— Required action —
Beginning at the top of the listing, repeat each line exactly until the line with "its data always" has been repeated too.

— Records supplied —
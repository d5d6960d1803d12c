use fontdb::{FaceInfo, Stretch, Style, Weight, ID};

/// Opaque reference to a face inside the font database
#[derive(Debug, Clone, Copy, PartialEq, Eq, Hash)]
pub struct FontHandle(pub(crate) ID);

impl FontHandle {
	/// Handle that refers to no face at all. Looking up its data always
	/// fails, which makes it suitable for catalogs built from plain names.
	pub fn detached() -> Self { Self(ID::dummy()) }
}

/// An installed font face plus the names it is displayed and searched by
#[derive(Debug, Clone, PartialEq)]
pub struct FontEntry {
	handle: FontHandle,

	/// Face display name, e.g. `Arial Bold Italic`
	pub family_name: String,

	/// PostScript name of the face, e.g. `Arial-BoldItalicMT`. `fontdb` skips
	/// faces without one.
	pub logical_name: String,

	pub style_name: String,
	pub weight: u16,
	pub italic: bool,
	pub monospaced: bool,

	// lowercased copies so filtering doesn't allocate per keystroke
	family_lower: String,
	logical_lower: String,
}

impl FontEntry {
	pub fn new(handle: FontHandle, family_name: &str, logical_name: &str) -> Self {
		Self {
			handle,
			family_name: family_name.to_owned(),
			logical_name: logical_name.to_owned(),
			style_name: String::from("Regular"),
			weight: Weight::NORMAL.0,
			italic: false,
			monospaced: false,
			family_lower: family_name.to_lowercase(),
			logical_lower: logical_name.to_lowercase(),
		}
	}

	/// Builds an entry from a face indexed by `fontdb`
	pub(crate) fn from_face(face: &FaceInfo) -> Self {
		let family = face
			.families
			.first()
			.map(|(name, _)| name.as_str())
			.unwrap_or("Unknown");

		let style = style_name(face.weight, face.style, face.stretch);
		let family_name = match style.as_str() {
			"Regular" => family.to_owned(),
			_ => format!("{} {}", family, style),
		};

		let mut entry = Self::new(FontHandle(face.id), &family_name, &face.post_script_name);
		entry.style_name = style;
		entry.weight = face.weight.0;
		entry.italic = face.style != Style::Normal;
		entry.monospaced = face.monospaced;
		entry
	}

	#[inline]
	pub fn handle(&self) -> FontHandle { self.handle }

	/// Returns true if either name contains `needle`. `needle` must already
	/// be lowercase.
	#[inline]
	pub(crate) fn matches_lowercase(&self, needle: &str) -> bool {
		self.family_lower.contains(needle) || self.logical_lower.contains(needle)
	}
}

fn weight_name(weight: Weight) -> Option<&'static str> {
	match weight.0 {
		0..=149 => Some("Thin"),
		150..=249 => Some("ExtraLight"),
		250..=349 => Some("Light"),
		350..=449 => None,
		450..=549 => Some("Medium"),
		550..=649 => Some("SemiBold"),
		650..=749 => Some("Bold"),
		750..=849 => Some("ExtraBold"),
		_ => Some("Black"),
	}
}

fn stretch_name(stretch: Stretch) -> Option<&'static str> {
	match stretch {
		Stretch::UltraCondensed => Some("UltraCondensed"),
		Stretch::ExtraCondensed => Some("ExtraCondensed"),
		Stretch::Condensed => Some("Condensed"),
		Stretch::SemiCondensed => Some("SemiCondensed"),
		Stretch::Normal => None,
		Stretch::SemiExpanded => Some("SemiExpanded"),
		Stretch::Expanded => Some("Expanded"),
		Stretch::ExtraExpanded => Some("ExtraExpanded"),
		Stretch::UltraExpanded => Some("UltraExpanded"),
	}
}

/// Human readable style of a face, `Regular` when nothing sets it apart
pub fn style_name(weight: Weight, style: Style, stretch: Stretch) -> String {
	let slant = match style {
		Style::Normal => None,
		Style::Italic => Some("Italic"),
		Style::Oblique => Some("Oblique"),
	};

	let parts: Vec<&str> = [stretch_name(stretch), weight_name(weight), slant]
		.into_iter()
		.flatten()
		.collect();

	match parts.is_empty() {
		true => String::from("Regular"),
		false => parts.join(" "),
	}
}
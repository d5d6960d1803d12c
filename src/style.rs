use egui::{Style, Visuals};
use emath::vec2;
use epaint::{Color32, Rounding, Shadow, Stroke};

/// Selection palette shared by both themes
const SELECTION_BG: Color32 = Color32::from_rgb(38, 117, 191);
const SELECTION_FG: Color32 = Color32::WHITE;

fn visuals(dark_mode: bool) -> Visuals {
	let mut visuals = match dark_mode {
		true => Visuals::dark(),
		false => Visuals::light(),
	};

	visuals.selection.bg_fill = SELECTION_BG;
	visuals.selection.stroke = Stroke::new(1.0, SELECTION_FG);
	visuals.window_rounding = Rounding::same(1.5);
	visuals.window_shadow = Shadow::NONE; // no shadow
	visuals.popup_shadow = Shadow::NONE; // no shadow
	visuals
}

/// Builds the application style for the light or dark theme
pub fn style(dark_mode: bool) -> Style {
	let mut style = Style {
		visuals: visuals(dark_mode),
		..Default::default()
	};

	style.spacing.item_spacing = vec2(10.0, 10.0);
	style.spacing.slider_width = 240.0;
	style
}
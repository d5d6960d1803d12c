use crate::entry::{FontEntry, FontHandle};
use crate::filter::{filter, filter_indices};
use fontdb::{Database, Source};
use itertools::Itertools;
use std::path::PathBuf;

/// Errors produced while building or reading from the [`Catalog`]
#[derive(thiserror::Error, Debug)]
pub enum CatalogError {
	#[error("no fonts were found on this system")]
	NoFontsAvailable,

	#[error("unable to read font data for {name}")]
	FaceDataUnavailable { name: String },
}

/// Raw font file contents plus the index of the face inside of it (non-zero
/// only for font collections)
#[derive(Debug, Clone, PartialEq)]
pub struct FaceData {
	pub bytes: Vec<u8>,
	pub index: u32,
}

/// Identifies where a face's bytes come from. Faces of one font collection
/// share the same key.
#[derive(Debug, Clone, PartialEq, Eq, Hash)]
pub enum SourceKey {
	File(PathBuf),
	Memory(FontHandle),
}

/// Every installed font face, sorted by display name. Built once and never
/// mutated afterwards.
pub struct Catalog {
	db: Database,
	entries: Vec<FontEntry>,
}

impl Catalog {
	/// Enumerate the fonts installed on the host
	pub fn load() -> Result<Self, CatalogError> {
		let start = instant::Instant::now();

		let mut db = Database::new();
		db.load_system_fonts();

		let catalog = Self::from_database(db)?;
		tracing::info!(
			"Loaded {} font faces. Took: {:?}",
			catalog.len(),
			start.elapsed()
		);
		Ok(catalog)
	}

	/// Build a catalog out of an already populated font database
	pub fn from_database(db: Database) -> Result<Self, CatalogError> {
		if db.faces().next().is_none() {
			return Err(CatalogError::NoFontsAvailable);
		}

		let entries = db.faces().map(FontEntry::from_face).collect();
		Ok(Self {
			entries: sort_entries(entries),
			db,
		})
	}

	/// Build a catalog without any backing font data
	pub fn from_entries(entries: Vec<FontEntry>) -> Self {
		Self {
			db: Database::new(),
			entries: sort_entries(entries),
		}
	}

	#[inline]
	pub fn entries(&self) -> &[FontEntry] { &self.entries }

	#[inline]
	pub fn get(&self, i: usize) -> Option<&FontEntry> { self.entries.get(i) }

	#[inline]
	pub fn len(&self) -> usize { self.entries.len() }

	#[inline]
	pub fn is_empty(&self) -> bool { self.entries.is_empty() }

	/// Entries matching `query`, in catalog order
	pub fn filter(&self, query: &str) -> Vec<&FontEntry> { filter(&self.entries, query) }

	/// Same as [`Catalog::filter`], but yields positions into [`Catalog::entries`]
	pub fn filter_indices(&self, query: &str) -> Vec<usize> {
		filter_indices(&self.entries, query)
	}

	/// Where the bytes of `entry` live, plus its index inside of them
	pub fn face_source(&self, entry: &FontEntry) -> Result<(SourceKey, u32), CatalogError> {
		let handle = entry.handle();
		let face = self
			.db
			.face(handle.0)
			.ok_or_else(|| CatalogError::FaceDataUnavailable {
				name: entry.family_name.clone(),
			})?;

		let key = match &face.source {
			Source::File(path) | Source::SharedFile(path, _) => SourceKey::File(path.clone()),
			_ => SourceKey::Memory(handle),
		};
		Ok((key, face.index))
	}

	/// Read the font file backing `entry`. This touches the disk, so callers
	/// should only do it for faces that are actually about to be drawn.
	pub fn face_data(&self, entry: &FontEntry) -> Result<FaceData, CatalogError> {
		let FontHandle(id) = entry.handle();
		self.db
			.with_face_data(id, |bytes, index| FaceData {
				bytes: bytes.to_vec(),
				index,
			})
			.ok_or_else(|| CatalogError::FaceDataUnavailable {
				name: entry.family_name.clone(),
			})
	}
}

fn sort_entries(entries: Vec<FontEntry>) -> Vec<FontEntry> {
	entries
		.into_iter()
		.sorted_by(|a, b| a.family_name.cmp(&b.family_name))
		.collect()
}
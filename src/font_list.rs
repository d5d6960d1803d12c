use crate::consts::*;
use crate::lazy_render::{LazyRender, PreviewFont};
use crate::preview_fonts::PreviewFonts;
use crate::view_state::ViewState;
use catalog::{Catalog, FontEntry};
use egui::{FontFamily, FontId, Response, ScrollArea, Sense, Ui};
use emath::{vec2, Align2};
use epaint::Color32;

/// Scrollable list of the fonts matching the current search query
pub struct FontList {
	/// Catalog indices of the displayed entries, in catalog order
	shown: Vec<usize>,

	/// Query `shown` was computed from
	applied_query: String,

	lazy: LazyRender,
}

impl FontList {
	/// Creates a list displaying the entire catalog
	pub fn new(catalog: &Catalog) -> Self {
		Self {
			shown: (0..catalog.len()).collect(),
			applied_query: String::new(),
			lazy: LazyRender::default(),
		}
	}

	#[inline]
	pub fn shown(&self) -> &[usize] { &self.shown }

	#[inline]
	pub fn lazy(&self) -> &LazyRender { &self.lazy }

	/// Recomputes the displayed entries if `query` differs from the last one.
	/// A new set of entries counts as a new list, so every row goes back to
	/// being painted cheaply first.
	pub fn apply_query(&mut self, catalog: &Catalog, query: &str) -> bool {
		if self.applied_query == query {
			return false;
		}

		self.shown = catalog.filter_indices(query);
		self.applied_query = query.to_owned();
		self.lazy.reset();

		tracing::debug!(
			"Query {:?} matched {} of {} fonts",
			query,
			self.shown.len(),
			catalog.len()
		);
		true
	}

	/// Draws the visible rows
	pub fn show(
		&mut self, ui: &mut Ui, catalog: &Catalog, state: &mut ViewState,
		fonts: &mut PreviewFonts,
	) {
		if self.shown.is_empty() {
			ui.centered_and_justified(|ui| {
				ui.label("No fonts match your search");
			});
			return;
		}

		let row_height = state.row_height();
		let preview_size = state.preview_size() as f32;

		ScrollArea::vertical()
			.auto_shrink([false; 2])
			.show_rows(ui, row_height, self.shown.len(), |ui, row_range| {
				ui.spacing_mut().item_spacing.y = 0.0;

				let mut first_paints = false;
				for row in row_range {
					let i = self.shown[row];
					let Some(entry) = catalog.get(i) else {
						continue;
					};

					let family = match self.lazy.observe(i) {
						PreviewFont::Default => {
							first_paints = true;
							None
						}
						PreviewFont::Derived => fonts.family(i),
					};
					let preview_font =
						FontId::new(preview_size, family.unwrap_or(FontFamily::Proportional));

					let selected = state.selected == Some(i);
					let response = paint_row(
						ui,
						entry,
						&state.preview_text,
						preview_font,
						row_height,
						selected,
					);

					if response.clicked() {
						state.selected = Some(i);
					}
				}

				// rows painted for the first time need a second pass to get their own font
				if first_paints {
					ui.ctx().request_repaint();
				}
			});
	}
}

/// Paints a two line cell: the font's name, then `preview_text` in `preview_font`
fn paint_row(
	ui: &mut Ui, entry: &FontEntry, preview_text: &str, preview_font: FontId, row_height: f32,
	selected: bool,
) -> Response {
	let (rect, response) =
		ui.allocate_exact_size(vec2(ui.available_width(), row_height), Sense::click());

	let visuals = ui.visuals();
	let (background, foreground): (Option<Color32>, Color32) = if selected {
		(
			Some(visuals.selection.bg_fill),
			visuals.selection.stroke.color,
		)
	} else if response.hovered() {
		(Some(visuals.faint_bg_color), visuals.text_color())
	} else {
		(None, visuals.text_color())
	};

	let painter = ui.painter_at(rect);
	if let Some(background) = background {
		painter.rect_filled(rect, 0.0, background);
	}

	let name_pos = rect.min + vec2(CELL_PADDING, CELL_PADDING);
	painter.text(
		name_pos,
		Align2::LEFT_TOP,
		&entry.family_name,
		FontId::proportional(NAME_SIZE),
		foreground,
	);
	painter.text(
		name_pos + vec2(0.0, NAME_SIZE + LINE_GAP),
		Align2::LEFT_TOP,
		preview_text,
		preview_font,
		foreground,
	);

	response.on_hover_text(format!(
		"{}\nStyle: {}\nWeight: {}{}",
		entry.logical_name,
		entry.style_name,
		entry.weight,
		match entry.monospaced {
			true => "\nMonospaced",
			false => "",
		}
	))
}
pub mod consts;
mod font_book_app;
mod font_list;
mod lazy_render;
mod preview_fonts;
mod style;
mod view_state;

pub use crate::{
	font_book_app::FontBookApp,
	font_list::FontList,
	lazy_render::{LazyRender, PreviewFont},
	preview_fonts::PreviewFonts,
	style::style,
	view_state::ViewState,
};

— Response —
repository d5d6960d1803d12c
use fontdb::{FaceInfo, Stretch, Style, Weight, ID};

/// Opaque reference to a face inside the font database
#[derive(Debug, Clone, Copy, PartialEq, Eq, Hash)]
pub struct FontHandle(pub(crate) ID);

impl FontHandle {
	/// Handle that refers to no face at all. Looking up its data always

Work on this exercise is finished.